Our language is awash with geographical metaphors used to convey often complex emotions and interactions. I’m increasingly pondering the “geographical’ in that sentence, having spent years of talking and writing about internal landscapes. I’ve always been focused on the emotional content, but now I’m taking the actual physical terrain more seriously.

I’m wondering about our earliest experiences of place, and the ways in which we attach to/detach from this place. There’s no easy correlation, as in people born by the sea always want to get to the coast, or those whose first years were spent in high rise flats love climbing mountains. But I believe that there are influences; that the impact of place is never erased, however subtle or hidden. Perhaps rather than attach to a location that can be described in terms of contours and features, we resonate with the mood of a place? So how  do we ascribe a mood to a place ?

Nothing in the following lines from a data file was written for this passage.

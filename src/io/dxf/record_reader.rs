//! Record-level reader for the DXF text stream.
//!
//! DXF ASCII files are a flat sequence of records, each two physical lines:
//! an integer group code and a raw value.  A value line of exactly `EOF`
//! ends the stream.  Numeric parsing is deliberately permissive — legacy
//! writers produce enough garbage that the classic `atoi`/`atof` behavior
//! (longest valid prefix, otherwise zero) is the only workable contract.

use crate::error::Result;
use encoding_rs::Encoding;
use std::io::{BufReader, Read};

/// A DXF code/value pair.
#[derive(Debug, Clone, PartialEq)]
pub struct CodePair {
    /// The DXF group code.
    pub code: i32,
    /// Raw value line, trailing line endings stripped.
    pub value: String,
}

impl CodePair {
    /// Create a new code/value pair.
    pub fn new(code: i32, value: impl Into<String>) -> Self {
        Self {
            code,
            value: value.into(),
        }
    }

    /// Value as an integer, `atoi`-style: garbage parses as 0.
    pub fn as_i32(&self) -> i32 {
        lenient_i32(&self.value)
    }

    /// Value as a double, `atof`-style: garbage parses as 0.0.
    pub fn as_f64(&self) -> f64 {
        lenient_f64(&self.value)
    }
}

/// Parse the longest leading integer, ignoring surrounding whitespace.
/// Anything unparsable is 0.
pub(crate) fn lenient_i32(s: &str) -> i32 {
    let s = s.trim_start();
    let mut end = 0;
    for (i, c) in s.char_indices() {
        if c.is_ascii_digit() || (i == 0 && (c == '-' || c == '+')) {
            end = i + c.len_utf8();
        } else {
            break;
        }
    }
    s[..end].parse::<i32>().unwrap_or(0)
}

/// Parse the longest leading floating-point number.  Anything unparsable
/// is 0.0.
pub(crate) fn lenient_f64(s: &str) -> f64 {
    let s = s.trim_start();
    let bytes = s.as_bytes();
    let mut end = 0;
    let mut seen_dot = false;
    let mut seen_exp = false;
    while end < bytes.len() {
        let c = bytes[end] as char;
        let ok = c.is_ascii_digit()
            || (end == 0 && (c == '-' || c == '+'))
            || (c == '.' && !seen_dot && !seen_exp)
            || ((c == 'e' || c == 'E') && !seen_exp && end > 0)
            || ((c == '-' || c == '+')
                && end > 0
                && (bytes[end - 1] == b'e' || bytes[end - 1] == b'E'));
        if !ok {
            break;
        }
        if c == '.' {
            seen_dot = true;
        }
        if c == 'e' || c == 'E' {
            seen_exp = true;
        }
        end += 1;
    }
    // a trailing exponent marker ("1e") is not a number; back it off
    while end > 0 {
        if s[..end].parse::<f64>().is_ok() {
            return s[..end].parse::<f64>().unwrap_or(0.0);
        }
        end -= 1;
    }
    0.0
}

/// Reads code/value record pairs from a byte stream.
pub struct RecordReader<R: Read> {
    reader: BufReader<R>,
    line_number: usize,
    /// Non-UTF8 fallback encoding.  `None` means Latin-1 (byte-to-char).
    encoding: Option<&'static Encoding>,
    finished: bool,
    truncated: bool,
}

impl<R: Read> RecordReader<R> {
    /// Create a new record reader.
    pub fn new(reader: R) -> Self {
        Self {
            reader: BufReader::new(reader),
            line_number: 0,
            encoding: None,
            finished: false,
            truncated: false,
        }
    }

    /// Set the fallback encoding for non-UTF8 bytes.
    pub fn set_encoding(&mut self, encoding: &'static Encoding) {
        self.encoding = Some(encoding);
    }

    /// Number of physical lines consumed so far.
    pub fn line_number(&self) -> usize {
        self.line_number
    }

    /// True when the stream ended in the middle of a record (a code line
    /// with no value line).
    pub fn truncated(&self) -> bool {
        self.truncated
    }

    /// Read a single line, handling non-UTF8 bytes gracefully.
    fn read_line(&mut self) -> Result<Option<String>> {
        let mut bytes = Vec::new();

        loop {
            let mut byte = [0u8; 1];
            match self.reader.read(&mut byte) {
                Ok(0) => {
                    if bytes.is_empty() {
                        return Ok(None);
                    }
                    break;
                }
                Ok(_) => {
                    if byte[0] == b'\n' {
                        break;
                    }
                    bytes.push(byte[0]);
                }
                Err(e) => return Err(e.into()),
            }
        }

        self.line_number += 1;

        // UTF-8 first, then the configured encoding, then Latin-1
        let line = match String::from_utf8(bytes.clone()) {
            Ok(s) => s,
            Err(_) => {
                if let Some(enc) = self.encoding {
                    let (decoded, _, _) = enc.decode(&bytes);
                    decoded.into_owned()
                } else {
                    bytes.iter().map(|&b| b as char).collect()
                }
            }
        };

        Ok(Some(line.trim().to_string()))
    }

    /// Read the next record pair.  `None` means end of stream: the input
    /// ran out, the `EOF` sentinel appeared, or a record was truncated.
    pub fn read_pair(&mut self) -> Result<Option<CodePair>> {
        if self.finished {
            return Ok(None);
        }

        let code_line = match self.read_line()? {
            Some(line) => line,
            None => {
                self.finished = true;
                return Ok(None);
            }
        };
        let code = lenient_i32(&code_line);

        let value_line = match self.read_line()? {
            Some(line) => line,
            None => {
                self.finished = true;
                self.truncated = true;
                return Ok(None);
            }
        };

        if value_line == "EOF" {
            self.finished = true;
            return Ok(None);
        }

        Ok(Some(CodePair::new(code, value_line)))
    }
}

Colour and light immediately come to mind. Beyond any simplistic associations – cheerful yellows, angry reds, gloomy greys and so forth – colour plays upon, expresses and creates emotion. In a recent tribute to Howard Hodgkin, Colm Toibin writes,

 ‘There was no colour in his work, he emphasised, for its own sake; he was not involved in making decoration. Nor did he allow colour to stand for some generalised set of emotions or experiences. He always thought of himself as a representational painter. The paintings arose from precise occasions, precise emotions, from a memory, something very specific and personal.’ (The Guardian 11.03.17 )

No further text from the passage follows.